## [Work task]
Could you filter the records below down to the lines that include the word "ToSchema"?

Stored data

################

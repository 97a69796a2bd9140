//! Time Entry Index Handler

use std::sync::Arc;

use fieldwork_app::domain::time_entries::data::TimeEntryFilter;
use jiff::Timestamp;
use salvo::{
    oapi::{ToSchema, extract::QueryParam},
    prelude::*,
};
use serde::{Deserialize, Serialize};
use uuid::Uuid;

use crate::{
    extensions::*,
    state::State,
    timeclock::{
        errors::into_status_error,
        models::{TimeEntryResponse, visible_tech},
    },
};

#[derive(Debug, Serialize, Deserialize, ToSchema)]
pub(crate) struct TimeEntriesResponse {
    /// Entries, oldest clock-in first
    pub entries: Vec<TimeEntryResponse>,
}

/// Time Entry Index Handler
///
/// Lists time entries whose clock-in falls in `[from, to)`. Technicians only see their own.
#[endpoint(
    tags("timeclock"),
    summary = "List Time Entries",
    security(("bearer_auth" = []))
)]
pub(crate) async fn handler(
    tech: QueryParam<Uuid, false>,
    from: QueryParam<String, false>,
    to: QueryParam<String, false>,
    depot: &mut Depot,
) -> Result<Json<TimeEntriesResponse>, StatusError> {
    let state = depot.obtain_or_500::<Arc<State>>()?;

    let filter = TimeEntryFilter {
        tech: visible_tech(depot.principal_or_401()?, tech.into_inner())?,
        from: from.into_timestamp("from")?,
        to: to.into_timestamp("to")?,
    };

    let entries = state
        .app
        .timeclock
        .list_entries(filter)
        .await
        .map_err(into_status_error)?;

    let now = Timestamp::now();

    Ok(Json(TimeEntriesResponse {
        entries: entries
            .into_iter()
            .map(|entry| TimeEntryResponse::at(entry, now))
            .collect(),
    }))
}

#[cfg(test)]
mod tests {
    use fieldwork::{technicians::TechUuid, timeclock::TimeEntry};
    use fieldwork_app::{auth::Role, domain::time_entries::MockTimeClockService};
    use salvo::test::{ResponseExt, TestClient};
    use testresult::TestResult;

    use crate::test_helpers::{Mocks, principal};

    use super::*;

    fn make_service(timeclock: MockTimeClockService, role: Role) -> Service {
        Mocks::timeclock(timeclock).service(
            role,
            Router::with_path("timeclock/entries").get(handler),
        )
    }

    #[tokio::test]
    async fn test_technician_listing_is_scoped_to_self() -> TestResult {
        let tech = principal(Role::Technician).tech_uuid();

        let mut timeclock = MockTimeClockService::new();

        timeclock
            .expect_list_entries()
            .once()
            .withf(move |filter| {
                *filter
                    == TimeEntryFilter {
                        tech: Some(tech),
                        from: Some(Timestamp::UNIX_EPOCH),
                        to: None,
                    }
            })
            .return_once(move |_| Ok(vec![TimeEntry::clock_in(tech, None, Timestamp::UNIX_EPOCH)]));

        let mut res = TestClient::get("http://example.com/timeclock/entries?from=1970-01-01T00:00:00Z")
            .send(&make_service(timeclock, Role::Technician))
            .await;

        let body: TimeEntriesResponse = res.take_json().await?;

        assert_eq!(res.status_code, Some(StatusCode::OK));
        assert_eq!(body.entries.len(), 1);

        Ok(())
    }

    #[tokio::test]
    async fn test_dispatcher_lists_everyone_or_one_tech() -> TestResult {
        let tech = Uuid::now_v7();

        let mut timeclock = MockTimeClockService::new();

        timeclock
            .expect_list_entries()
            .once()
            .withf(|filter| filter.tech.is_none())
            .return_once(|_| Ok(Vec::new()));

        timeclock
            .expect_list_entries()
            .once()
            .withf(move |filter| filter.tech == Some(TechUuid::from_uuid(tech)))
            .return_once(|_| Ok(Vec::new()));

        let service = make_service(timeclock, Role::Dispatcher);

        let everyone = TestClient::get("http://example.com/timeclock/entries")
            .send(&service)
            .await;

        let one = TestClient::get(format!("http://example.com/timeclock/entries?tech={tech}"))
            .send(&service)
            .await;

        assert_eq!(everyone.status_code, Some(StatusCode::OK));
        assert_eq!(one.status_code, Some(StatusCode::OK));

        Ok(())
    }

    #[tokio::test]
    async fn test_technician_cannot_list_others() -> TestResult {
        let mut timeclock = MockTimeClockService::new();

        timeclock.expect_list_entries().never();

        let res = TestClient::get(format!(
            "http://example.com/timeclock/entries?tech={}",
            Uuid::now_v7()
        ))
        .send(&make_service(timeclock, Role::Technician))
        .await;

        assert_eq!(res.status_code, Some(StatusCode::FORBIDDEN));

        Ok(())
    }
}
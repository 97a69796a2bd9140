//! Time Clock Errors

use fieldwork_app::domain::time_entries::TimeClockServiceError;
use salvo::http::StatusError;
use tracing::error;

pub(crate) fn into_status_error(error: TimeClockServiceError) -> StatusError {
    match error {
        TimeClockServiceError::AlreadyExists => {
            StatusError::conflict().brief("Time entry already exists")
        }
        TimeClockServiceError::NotFound => StatusError::not_found().brief("Time entry not found"),
        TimeClockServiceError::MissingRequiredData | TimeClockServiceError::InvalidData => {
            StatusError::bad_request().brief("Invalid time entry payload")
        }
        TimeClockServiceError::TimeClock(source) => {
            StatusError::conflict().brief(source.to_string())
        }
        TimeClockServiceError::Sql(source) => {
            error!("time entry storage failure: {source}");

            StatusError::internal_server_error()
        }
    }
}

#[cfg(test)]
mod tests {
    use fieldwork::{technicians::TechUuid, timeclock::TimeClockError};
    use salvo::http::StatusCode;

    use super::*;

    #[test]
    fn punch_state_errors_are_conflicts() {
        let tech = TechUuid::new();

        let no_shift = into_status_error(TimeClockError::NoOpenShift(tech).into());

        assert_eq!(no_shift.code, StatusCode::CONFLICT);
        assert_eq!(no_shift.brief, format!("technician {tech} has no open shift"));

        assert_eq!(
            into_status_error(TimeClockError::AlreadyClockedIn(tech).into()).code,
            StatusCode::CONFLICT
        );
    }

    #[test]
    fn unknown_entries_are_not_found() {
        assert_eq!(
            into_status_error(TimeClockServiceError::NotFound).code,
            StatusCode::NOT_FOUND
        );
    }
}
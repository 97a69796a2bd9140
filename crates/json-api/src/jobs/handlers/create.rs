//! Create Job Handler

use std::sync::Arc;

use fieldwork::{jobs::JobUuid, technicians::TechUuid};
use fieldwork_app::domain::jobs::data::NewJob;
use salvo::{
    http::header::LOCATION,
    oapi::{ToSchema, extract::JsonBody},
    prelude::*,
};
use serde::{Deserialize, Serialize};
use uuid::Uuid;

use crate::{
    extensions::*,
    jobs::{errors::into_status_error, get::JobResponse, models::CustomerPayload},
    state::State,
};

/// Create Job Request
#[derive(Debug, Serialize, Deserialize, ToSchema)]
pub(crate) struct CreateJobRequest {
    pub customer: CustomerPayload,

    pub description: String,

    /// RFC 3339 appointment time
    pub scheduled_for: Option<String>,

    /// Assigned technician
    pub tech_uuid: Option<Uuid>,
}

impl CreateJobRequest {
    fn into_new_job(self) -> Result<NewJob, StatusError> {
        Ok(NewJob {
            uuid: JobUuid::new(),
            customer: self.customer.into(),
            description: self.description,
            scheduled_for: parse_timestamp(self.scheduled_for.as_deref(), "scheduled_for")?,
            tech_uuid: self.tech_uuid.map(TechUuid::from_uuid),
        })
    }
}

/// Create Job Handler
///
/// Books a job. Requires the dispatcher or admin role.
#[endpoint(
    tags("jobs"),
    summary = "Create Job",
    security(("bearer_auth" = [])),
    responses(
        (status_code = StatusCode::CREATED, description = "Job booked"),
        (status_code = StatusCode::BAD_REQUEST, description = "Bad Request"),
        (status_code = StatusCode::FORBIDDEN, description = "Forbidden"),
        (status_code = StatusCode::INTERNAL_SERVER_ERROR, description = "Internal Server Error"),
    ),
)]
pub(crate) async fn handler(
    json: JsonBody<CreateJobRequest>,
    depot: &mut Depot,
    res: &mut Response,
) -> Result<Json<JobResponse>, StatusError> {
    let state = depot.obtain_or_500::<Arc<State>>()?;
    depot.dispatcher_or_403()?;

    let job = state
        .app
        .jobs
        .create_job(json.into_inner().into_new_job()?)
        .await
        .map_err(into_status_error)?;

    res.add_header(LOCATION, format!("/jobs/{}", job.uuid), true)
        .or_500("failed to set location header")?
        .status_code(StatusCode::CREATED);

    Ok(Json(job.into()))
}
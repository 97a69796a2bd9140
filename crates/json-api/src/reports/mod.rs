//! Reports

pub(crate) mod revenue;
//! Fieldwork JSON API Server

use std::process;

use salvo::{
    affix_state::inject,
    oapi::{
        OpenApi,
        security::{Http, HttpAuthScheme, SecurityScheme},
        swagger_ui::SwaggerUi,
    },
    prelude::*,
    trailing_slash::remove_slash,
};
use tracing::{error, info};

use fieldwork_app::context::AppContext;

use crate::{config::ServerConfig, state::State};

mod auth;
mod config;
mod extensions;
mod healthcheck;
mod jobs;
mod observability;
mod reports;
mod router;
mod shutdown;
mod state;
#[cfg(test)]
mod test_helpers;
mod timeclock;

/// Fieldwork JSON API Server entry point
#[tokio::main]
pub async fn main() {
    // Load configuration from .env and CLI arguments
    let config = ServerConfig::load().unwrap_or_else(|e| {
        #[expect(
            clippy::print_stderr,
            reason = "logging not initialized yet, must use eprintln for config errors"
        )]
        {
            eprintln!("Configuration error: {e}");
        }

        process::exit(1);
    });

    if let Err(init_error) = observability::init(&config) {
        #[expect(
            clippy::print_stderr,
            reason = "logging failed to initialize, must use eprintln"
        )]
        {
            eprintln!("Logging error: {init_error}");
        }

        process::exit(1);
    }

    let app_config = match config.app_config() {
        Ok(app_config) => app_config,
        Err(config_error) => {
            error!("invalid billing configuration: {config_error}");

            process::exit(1);
        }
    };

    let app = match AppContext::from_config(app_config).await {
        Ok(app) => app,
        Err(init_error) => {
            error!("failed to initialize app context: {init_error}");

            process::exit(1);
        }
    };

    let addr = config.socket_addr();

    info!("Starting server on {addr}");

    // Bind server
    let listener = TcpListener::new(addr).bind().await;

    let router = Router::new()
        .hoop(CatchPanic::new())
        .hoop(observability::request_logging)
        .hoop(remove_slash())
        .hoop(inject(State::from_app_context(app)))
        .push(Router::with_path("healthcheck").get(healthcheck::handler))
        .push(Router::with_path("metrics").get(observability::metrics_handler))
        .push(router::app_router());

    let doc = OpenApi::new("Fieldwork API", env!("CARGO_PKG_VERSION"))
        .add_security_scheme(
            "bearer_auth",
            SecurityScheme::Http(Http::new(HttpAuthScheme::Bearer)),
        )
        .merge_router(&router);

    let router = router
        .push(doc.into_router("/api-doc/openapi.json"))
        .push(SwaggerUi::new("/api-doc/openapi.json").into_router("docs"));

    let server = Server::new(listener);

    let handle = server.handle();
    let grace = config.server.shutdown_grace();

    // Listen for shutdown signal
    tokio::spawn(async move {
        if let Err(error) = shutdown::listen(handle, grace).await {
            error!("failed to listen for shutdown signal: {error}");
        }
    });

    // Start serving requests
    server.serve(router).await;
}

################

## [Answer area]
    oapi::{ToSchema, extract::QueryParam},
#[derive(Debug, Serialize, Deserialize, ToSchema)]
    oapi::{ToSchema, extract::JsonBody},
#[derive(Debug, Serialize, Deserialize, ToSchema)]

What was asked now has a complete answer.